## Assignment
The number of lines in the entries below holding the word "powi" is all that is needed here.

Recorded information Start Marker

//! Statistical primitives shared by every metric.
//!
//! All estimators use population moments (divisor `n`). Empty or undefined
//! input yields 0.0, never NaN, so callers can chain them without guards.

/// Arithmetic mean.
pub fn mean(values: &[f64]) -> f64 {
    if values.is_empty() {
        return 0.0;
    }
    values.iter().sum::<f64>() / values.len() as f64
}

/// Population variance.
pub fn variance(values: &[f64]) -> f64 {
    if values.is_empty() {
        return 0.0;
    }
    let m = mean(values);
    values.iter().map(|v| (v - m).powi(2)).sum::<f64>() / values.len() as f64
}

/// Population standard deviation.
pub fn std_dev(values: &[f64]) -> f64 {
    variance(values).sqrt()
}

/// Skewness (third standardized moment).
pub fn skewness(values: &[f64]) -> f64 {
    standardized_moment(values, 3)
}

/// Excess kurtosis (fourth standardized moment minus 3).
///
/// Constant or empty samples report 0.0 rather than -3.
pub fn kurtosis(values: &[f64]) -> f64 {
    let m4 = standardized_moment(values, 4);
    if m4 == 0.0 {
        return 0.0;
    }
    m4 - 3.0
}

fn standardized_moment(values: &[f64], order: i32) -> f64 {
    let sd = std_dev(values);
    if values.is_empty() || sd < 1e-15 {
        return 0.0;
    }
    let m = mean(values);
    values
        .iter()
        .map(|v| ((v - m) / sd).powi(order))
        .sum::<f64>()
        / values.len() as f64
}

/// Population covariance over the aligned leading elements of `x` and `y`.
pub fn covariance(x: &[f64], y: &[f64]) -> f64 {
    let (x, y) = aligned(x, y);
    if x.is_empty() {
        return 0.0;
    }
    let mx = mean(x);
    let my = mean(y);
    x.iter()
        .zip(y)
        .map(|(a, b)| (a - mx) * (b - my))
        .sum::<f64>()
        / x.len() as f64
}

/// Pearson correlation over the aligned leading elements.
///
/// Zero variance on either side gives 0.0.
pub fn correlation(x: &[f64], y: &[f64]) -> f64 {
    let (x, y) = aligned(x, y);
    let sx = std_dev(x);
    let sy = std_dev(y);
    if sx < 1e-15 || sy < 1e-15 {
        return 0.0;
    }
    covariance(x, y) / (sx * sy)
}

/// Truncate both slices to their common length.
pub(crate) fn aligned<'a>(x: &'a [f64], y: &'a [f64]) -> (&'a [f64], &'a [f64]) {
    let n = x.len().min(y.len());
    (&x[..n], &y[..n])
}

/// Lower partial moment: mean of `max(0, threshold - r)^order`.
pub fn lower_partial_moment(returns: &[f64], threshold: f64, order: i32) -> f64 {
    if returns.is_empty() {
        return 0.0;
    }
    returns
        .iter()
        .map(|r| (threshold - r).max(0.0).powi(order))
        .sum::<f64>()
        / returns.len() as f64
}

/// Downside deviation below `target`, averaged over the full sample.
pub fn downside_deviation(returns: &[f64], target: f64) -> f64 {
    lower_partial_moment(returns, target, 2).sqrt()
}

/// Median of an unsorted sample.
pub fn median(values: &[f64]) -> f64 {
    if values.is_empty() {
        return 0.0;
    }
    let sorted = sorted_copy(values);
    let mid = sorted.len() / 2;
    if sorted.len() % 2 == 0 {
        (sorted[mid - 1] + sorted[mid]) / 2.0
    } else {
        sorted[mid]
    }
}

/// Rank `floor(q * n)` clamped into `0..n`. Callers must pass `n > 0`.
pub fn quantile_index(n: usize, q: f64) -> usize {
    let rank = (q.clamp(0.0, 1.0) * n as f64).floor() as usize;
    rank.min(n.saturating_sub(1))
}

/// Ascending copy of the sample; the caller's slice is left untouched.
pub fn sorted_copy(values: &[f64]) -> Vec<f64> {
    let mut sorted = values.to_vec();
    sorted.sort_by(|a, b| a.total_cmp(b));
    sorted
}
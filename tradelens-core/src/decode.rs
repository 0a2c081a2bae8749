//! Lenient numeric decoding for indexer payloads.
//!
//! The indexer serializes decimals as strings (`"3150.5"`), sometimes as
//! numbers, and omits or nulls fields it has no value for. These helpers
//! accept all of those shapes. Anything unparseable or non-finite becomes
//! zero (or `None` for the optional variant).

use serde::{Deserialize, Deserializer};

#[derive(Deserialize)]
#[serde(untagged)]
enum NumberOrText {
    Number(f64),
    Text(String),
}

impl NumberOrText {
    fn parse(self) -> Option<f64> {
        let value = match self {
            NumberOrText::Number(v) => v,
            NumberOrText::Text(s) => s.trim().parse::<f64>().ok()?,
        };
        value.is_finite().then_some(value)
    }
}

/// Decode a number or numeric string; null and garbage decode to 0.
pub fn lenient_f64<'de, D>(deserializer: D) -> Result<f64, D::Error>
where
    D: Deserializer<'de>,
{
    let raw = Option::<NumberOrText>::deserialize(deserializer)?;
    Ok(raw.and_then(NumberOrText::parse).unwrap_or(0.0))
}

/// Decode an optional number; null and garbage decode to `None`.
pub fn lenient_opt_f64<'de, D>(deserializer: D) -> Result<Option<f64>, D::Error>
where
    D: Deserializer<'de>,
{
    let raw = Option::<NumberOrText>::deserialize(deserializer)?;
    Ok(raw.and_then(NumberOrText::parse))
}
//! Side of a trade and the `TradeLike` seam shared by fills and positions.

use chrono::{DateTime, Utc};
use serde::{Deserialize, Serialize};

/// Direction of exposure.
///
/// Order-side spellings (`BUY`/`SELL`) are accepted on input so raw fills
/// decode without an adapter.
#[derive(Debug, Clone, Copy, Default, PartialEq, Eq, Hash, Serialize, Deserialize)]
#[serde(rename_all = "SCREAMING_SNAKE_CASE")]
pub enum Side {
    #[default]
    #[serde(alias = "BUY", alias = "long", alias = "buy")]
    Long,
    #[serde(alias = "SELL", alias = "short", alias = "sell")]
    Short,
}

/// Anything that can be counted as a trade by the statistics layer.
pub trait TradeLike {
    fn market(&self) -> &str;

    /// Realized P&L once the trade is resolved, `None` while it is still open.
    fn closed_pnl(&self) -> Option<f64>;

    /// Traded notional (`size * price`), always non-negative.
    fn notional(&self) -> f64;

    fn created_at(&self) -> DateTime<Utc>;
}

Recorded information End Marker
Recorded information Start Marker

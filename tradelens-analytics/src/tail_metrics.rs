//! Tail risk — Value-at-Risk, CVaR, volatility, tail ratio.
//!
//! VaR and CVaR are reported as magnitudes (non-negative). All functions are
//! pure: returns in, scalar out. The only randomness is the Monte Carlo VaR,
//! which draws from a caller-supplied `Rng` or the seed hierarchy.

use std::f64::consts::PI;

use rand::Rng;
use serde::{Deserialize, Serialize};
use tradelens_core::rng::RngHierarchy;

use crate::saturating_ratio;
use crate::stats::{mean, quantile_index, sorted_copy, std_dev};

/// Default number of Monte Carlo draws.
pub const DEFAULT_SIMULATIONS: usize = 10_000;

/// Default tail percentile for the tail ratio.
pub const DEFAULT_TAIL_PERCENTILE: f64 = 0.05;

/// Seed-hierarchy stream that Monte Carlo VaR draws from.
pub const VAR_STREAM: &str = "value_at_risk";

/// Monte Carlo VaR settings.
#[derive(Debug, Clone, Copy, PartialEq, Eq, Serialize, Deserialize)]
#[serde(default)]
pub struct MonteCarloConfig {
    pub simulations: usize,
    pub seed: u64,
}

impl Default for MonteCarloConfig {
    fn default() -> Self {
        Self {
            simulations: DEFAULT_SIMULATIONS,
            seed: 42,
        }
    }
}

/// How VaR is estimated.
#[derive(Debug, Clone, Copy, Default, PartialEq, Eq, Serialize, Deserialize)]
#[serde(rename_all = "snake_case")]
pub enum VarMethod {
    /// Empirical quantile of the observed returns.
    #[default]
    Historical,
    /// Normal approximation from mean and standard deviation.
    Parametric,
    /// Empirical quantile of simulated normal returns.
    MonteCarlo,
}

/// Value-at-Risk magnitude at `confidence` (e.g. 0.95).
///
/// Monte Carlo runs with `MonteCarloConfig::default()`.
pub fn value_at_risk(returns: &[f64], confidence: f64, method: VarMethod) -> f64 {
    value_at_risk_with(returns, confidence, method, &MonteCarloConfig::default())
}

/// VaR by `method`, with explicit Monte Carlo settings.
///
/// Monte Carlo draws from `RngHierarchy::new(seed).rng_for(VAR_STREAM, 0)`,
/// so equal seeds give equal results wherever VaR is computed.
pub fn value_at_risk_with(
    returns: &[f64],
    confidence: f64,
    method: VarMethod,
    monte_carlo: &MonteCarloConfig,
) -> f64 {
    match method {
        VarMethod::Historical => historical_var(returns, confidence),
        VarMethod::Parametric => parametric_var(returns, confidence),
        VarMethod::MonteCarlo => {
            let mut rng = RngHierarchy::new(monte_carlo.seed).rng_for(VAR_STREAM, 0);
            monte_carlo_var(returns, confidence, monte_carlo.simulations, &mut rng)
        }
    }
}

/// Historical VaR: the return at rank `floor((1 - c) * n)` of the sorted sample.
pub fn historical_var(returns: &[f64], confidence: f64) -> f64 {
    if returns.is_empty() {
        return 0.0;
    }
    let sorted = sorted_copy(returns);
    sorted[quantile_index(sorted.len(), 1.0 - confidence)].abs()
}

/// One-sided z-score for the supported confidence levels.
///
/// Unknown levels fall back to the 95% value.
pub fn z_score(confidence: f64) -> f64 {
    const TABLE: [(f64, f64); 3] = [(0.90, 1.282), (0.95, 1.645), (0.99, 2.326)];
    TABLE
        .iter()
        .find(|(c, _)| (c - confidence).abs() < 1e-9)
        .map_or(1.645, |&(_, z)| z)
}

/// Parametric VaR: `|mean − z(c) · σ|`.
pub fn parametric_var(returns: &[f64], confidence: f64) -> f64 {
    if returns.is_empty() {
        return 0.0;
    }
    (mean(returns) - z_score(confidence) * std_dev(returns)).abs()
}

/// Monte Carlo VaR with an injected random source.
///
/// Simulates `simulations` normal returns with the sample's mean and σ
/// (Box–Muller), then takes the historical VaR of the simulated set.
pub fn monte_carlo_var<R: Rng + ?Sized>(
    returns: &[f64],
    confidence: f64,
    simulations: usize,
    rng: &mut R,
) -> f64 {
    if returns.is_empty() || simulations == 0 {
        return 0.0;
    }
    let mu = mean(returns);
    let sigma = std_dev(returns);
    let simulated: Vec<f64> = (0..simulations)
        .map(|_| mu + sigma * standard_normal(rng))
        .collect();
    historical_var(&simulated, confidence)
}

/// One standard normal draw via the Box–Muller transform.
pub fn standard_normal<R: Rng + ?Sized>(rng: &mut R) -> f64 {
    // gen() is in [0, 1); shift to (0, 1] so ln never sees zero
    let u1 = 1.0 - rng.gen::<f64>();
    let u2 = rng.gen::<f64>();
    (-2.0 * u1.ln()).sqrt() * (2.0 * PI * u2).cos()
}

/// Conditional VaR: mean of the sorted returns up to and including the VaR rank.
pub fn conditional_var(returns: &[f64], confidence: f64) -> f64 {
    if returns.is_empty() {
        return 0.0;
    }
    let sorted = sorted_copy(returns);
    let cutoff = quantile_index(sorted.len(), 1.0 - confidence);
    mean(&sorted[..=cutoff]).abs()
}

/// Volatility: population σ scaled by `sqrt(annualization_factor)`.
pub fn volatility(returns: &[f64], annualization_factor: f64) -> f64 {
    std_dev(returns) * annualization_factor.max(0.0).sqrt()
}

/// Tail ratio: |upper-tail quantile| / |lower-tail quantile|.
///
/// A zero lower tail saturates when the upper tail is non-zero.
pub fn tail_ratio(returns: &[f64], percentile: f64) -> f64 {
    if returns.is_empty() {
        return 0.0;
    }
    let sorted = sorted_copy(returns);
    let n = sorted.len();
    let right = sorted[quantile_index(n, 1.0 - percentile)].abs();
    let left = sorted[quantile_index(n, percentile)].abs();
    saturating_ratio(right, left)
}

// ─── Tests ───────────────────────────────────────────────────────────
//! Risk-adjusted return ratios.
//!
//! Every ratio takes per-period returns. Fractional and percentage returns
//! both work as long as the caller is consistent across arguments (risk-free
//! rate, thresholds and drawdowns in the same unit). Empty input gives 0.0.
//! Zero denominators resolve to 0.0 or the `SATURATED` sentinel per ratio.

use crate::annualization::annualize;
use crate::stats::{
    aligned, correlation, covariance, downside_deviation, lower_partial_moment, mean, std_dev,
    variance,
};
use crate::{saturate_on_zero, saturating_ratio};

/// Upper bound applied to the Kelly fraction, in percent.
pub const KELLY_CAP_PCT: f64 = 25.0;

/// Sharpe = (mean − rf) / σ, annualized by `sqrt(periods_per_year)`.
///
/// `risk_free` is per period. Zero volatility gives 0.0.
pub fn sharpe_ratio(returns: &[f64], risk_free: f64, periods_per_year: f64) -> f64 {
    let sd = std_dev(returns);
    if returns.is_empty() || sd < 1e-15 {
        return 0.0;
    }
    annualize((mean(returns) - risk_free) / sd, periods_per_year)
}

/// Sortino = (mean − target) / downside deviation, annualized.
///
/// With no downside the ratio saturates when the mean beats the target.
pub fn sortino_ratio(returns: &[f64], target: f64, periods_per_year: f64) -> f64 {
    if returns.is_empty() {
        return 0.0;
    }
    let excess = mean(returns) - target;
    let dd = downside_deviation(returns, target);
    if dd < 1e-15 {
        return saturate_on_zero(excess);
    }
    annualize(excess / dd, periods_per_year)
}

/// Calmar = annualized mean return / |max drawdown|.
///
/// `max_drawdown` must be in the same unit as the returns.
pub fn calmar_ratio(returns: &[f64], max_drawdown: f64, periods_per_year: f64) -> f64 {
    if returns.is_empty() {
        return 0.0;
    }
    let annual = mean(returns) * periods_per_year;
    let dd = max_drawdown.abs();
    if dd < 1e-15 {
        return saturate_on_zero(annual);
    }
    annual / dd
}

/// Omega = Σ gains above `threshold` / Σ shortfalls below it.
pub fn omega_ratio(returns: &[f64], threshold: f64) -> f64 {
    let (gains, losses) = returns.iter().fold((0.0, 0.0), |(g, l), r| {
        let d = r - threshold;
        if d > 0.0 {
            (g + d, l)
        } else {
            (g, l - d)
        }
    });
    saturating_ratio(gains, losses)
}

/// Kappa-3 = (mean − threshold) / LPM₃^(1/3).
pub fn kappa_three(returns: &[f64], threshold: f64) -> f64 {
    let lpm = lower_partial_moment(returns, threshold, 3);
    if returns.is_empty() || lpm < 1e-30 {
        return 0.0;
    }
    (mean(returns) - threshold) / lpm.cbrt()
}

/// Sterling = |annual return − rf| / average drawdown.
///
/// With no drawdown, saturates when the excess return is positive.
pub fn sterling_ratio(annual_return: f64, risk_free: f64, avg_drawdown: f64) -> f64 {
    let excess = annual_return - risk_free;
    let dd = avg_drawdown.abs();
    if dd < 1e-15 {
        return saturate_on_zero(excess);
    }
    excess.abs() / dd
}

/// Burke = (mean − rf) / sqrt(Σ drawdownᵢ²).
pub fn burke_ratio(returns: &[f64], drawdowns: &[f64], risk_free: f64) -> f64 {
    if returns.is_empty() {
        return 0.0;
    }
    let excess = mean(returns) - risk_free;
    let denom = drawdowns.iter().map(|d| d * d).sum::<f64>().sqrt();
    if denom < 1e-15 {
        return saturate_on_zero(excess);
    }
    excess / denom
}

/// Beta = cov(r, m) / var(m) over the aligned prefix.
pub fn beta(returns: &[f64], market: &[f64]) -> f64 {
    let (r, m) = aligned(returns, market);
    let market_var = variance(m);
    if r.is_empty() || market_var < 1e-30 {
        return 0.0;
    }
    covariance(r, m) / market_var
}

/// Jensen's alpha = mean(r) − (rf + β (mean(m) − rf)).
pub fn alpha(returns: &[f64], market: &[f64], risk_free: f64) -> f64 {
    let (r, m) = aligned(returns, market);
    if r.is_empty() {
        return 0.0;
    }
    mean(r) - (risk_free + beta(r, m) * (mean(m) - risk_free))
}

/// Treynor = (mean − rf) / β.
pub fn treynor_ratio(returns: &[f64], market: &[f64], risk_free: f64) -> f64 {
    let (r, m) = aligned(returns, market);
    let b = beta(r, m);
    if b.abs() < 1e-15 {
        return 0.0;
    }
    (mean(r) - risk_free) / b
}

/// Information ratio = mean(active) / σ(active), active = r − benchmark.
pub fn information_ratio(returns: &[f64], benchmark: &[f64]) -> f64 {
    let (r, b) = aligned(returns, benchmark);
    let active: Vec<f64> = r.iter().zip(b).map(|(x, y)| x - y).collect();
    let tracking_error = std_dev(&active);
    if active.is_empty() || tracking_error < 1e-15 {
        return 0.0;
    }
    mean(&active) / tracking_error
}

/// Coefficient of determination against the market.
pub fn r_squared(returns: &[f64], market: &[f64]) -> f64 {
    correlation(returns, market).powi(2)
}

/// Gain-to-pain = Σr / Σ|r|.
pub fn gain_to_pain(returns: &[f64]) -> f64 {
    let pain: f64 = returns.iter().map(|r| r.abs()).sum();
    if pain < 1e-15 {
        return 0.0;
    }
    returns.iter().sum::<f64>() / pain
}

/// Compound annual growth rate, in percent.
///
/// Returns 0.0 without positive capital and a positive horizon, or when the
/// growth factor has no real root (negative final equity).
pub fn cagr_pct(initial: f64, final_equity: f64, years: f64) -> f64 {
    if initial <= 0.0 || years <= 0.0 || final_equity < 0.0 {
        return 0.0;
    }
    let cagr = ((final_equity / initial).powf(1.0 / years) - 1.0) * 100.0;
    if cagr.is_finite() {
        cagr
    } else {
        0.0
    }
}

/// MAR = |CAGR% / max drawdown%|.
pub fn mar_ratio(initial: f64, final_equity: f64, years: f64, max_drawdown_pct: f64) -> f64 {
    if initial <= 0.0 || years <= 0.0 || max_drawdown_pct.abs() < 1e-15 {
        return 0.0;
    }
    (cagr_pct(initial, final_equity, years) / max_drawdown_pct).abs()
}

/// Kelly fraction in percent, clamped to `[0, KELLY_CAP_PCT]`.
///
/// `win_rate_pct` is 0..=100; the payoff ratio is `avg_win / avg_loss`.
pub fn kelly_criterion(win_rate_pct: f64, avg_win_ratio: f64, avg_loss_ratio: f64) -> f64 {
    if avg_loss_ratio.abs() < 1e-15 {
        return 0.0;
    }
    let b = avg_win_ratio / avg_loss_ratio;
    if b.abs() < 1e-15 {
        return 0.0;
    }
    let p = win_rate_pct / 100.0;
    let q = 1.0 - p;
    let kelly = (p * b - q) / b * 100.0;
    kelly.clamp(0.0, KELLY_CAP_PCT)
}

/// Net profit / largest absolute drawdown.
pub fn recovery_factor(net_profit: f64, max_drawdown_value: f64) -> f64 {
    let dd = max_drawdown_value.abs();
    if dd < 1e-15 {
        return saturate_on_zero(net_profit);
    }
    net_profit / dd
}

Recorded information End Marker
Recorded information Start Marker

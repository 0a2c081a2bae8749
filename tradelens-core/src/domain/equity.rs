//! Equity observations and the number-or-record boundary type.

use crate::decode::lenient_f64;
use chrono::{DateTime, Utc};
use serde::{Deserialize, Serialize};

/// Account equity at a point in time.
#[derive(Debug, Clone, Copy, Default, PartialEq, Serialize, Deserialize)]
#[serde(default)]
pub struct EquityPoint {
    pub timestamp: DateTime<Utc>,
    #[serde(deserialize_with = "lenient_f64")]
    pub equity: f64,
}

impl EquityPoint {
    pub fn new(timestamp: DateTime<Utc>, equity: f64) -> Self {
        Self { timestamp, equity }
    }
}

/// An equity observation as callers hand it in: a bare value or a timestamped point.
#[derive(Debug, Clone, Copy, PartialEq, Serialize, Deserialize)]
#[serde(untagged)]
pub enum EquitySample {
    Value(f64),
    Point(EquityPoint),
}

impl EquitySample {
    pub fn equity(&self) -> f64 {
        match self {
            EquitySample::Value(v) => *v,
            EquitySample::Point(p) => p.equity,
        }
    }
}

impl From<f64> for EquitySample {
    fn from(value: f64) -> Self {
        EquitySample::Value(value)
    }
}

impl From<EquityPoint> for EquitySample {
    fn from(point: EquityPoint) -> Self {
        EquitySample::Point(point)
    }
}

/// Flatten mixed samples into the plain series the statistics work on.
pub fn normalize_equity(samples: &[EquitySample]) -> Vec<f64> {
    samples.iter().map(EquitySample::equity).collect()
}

Recorded information End Marker

## The answer
4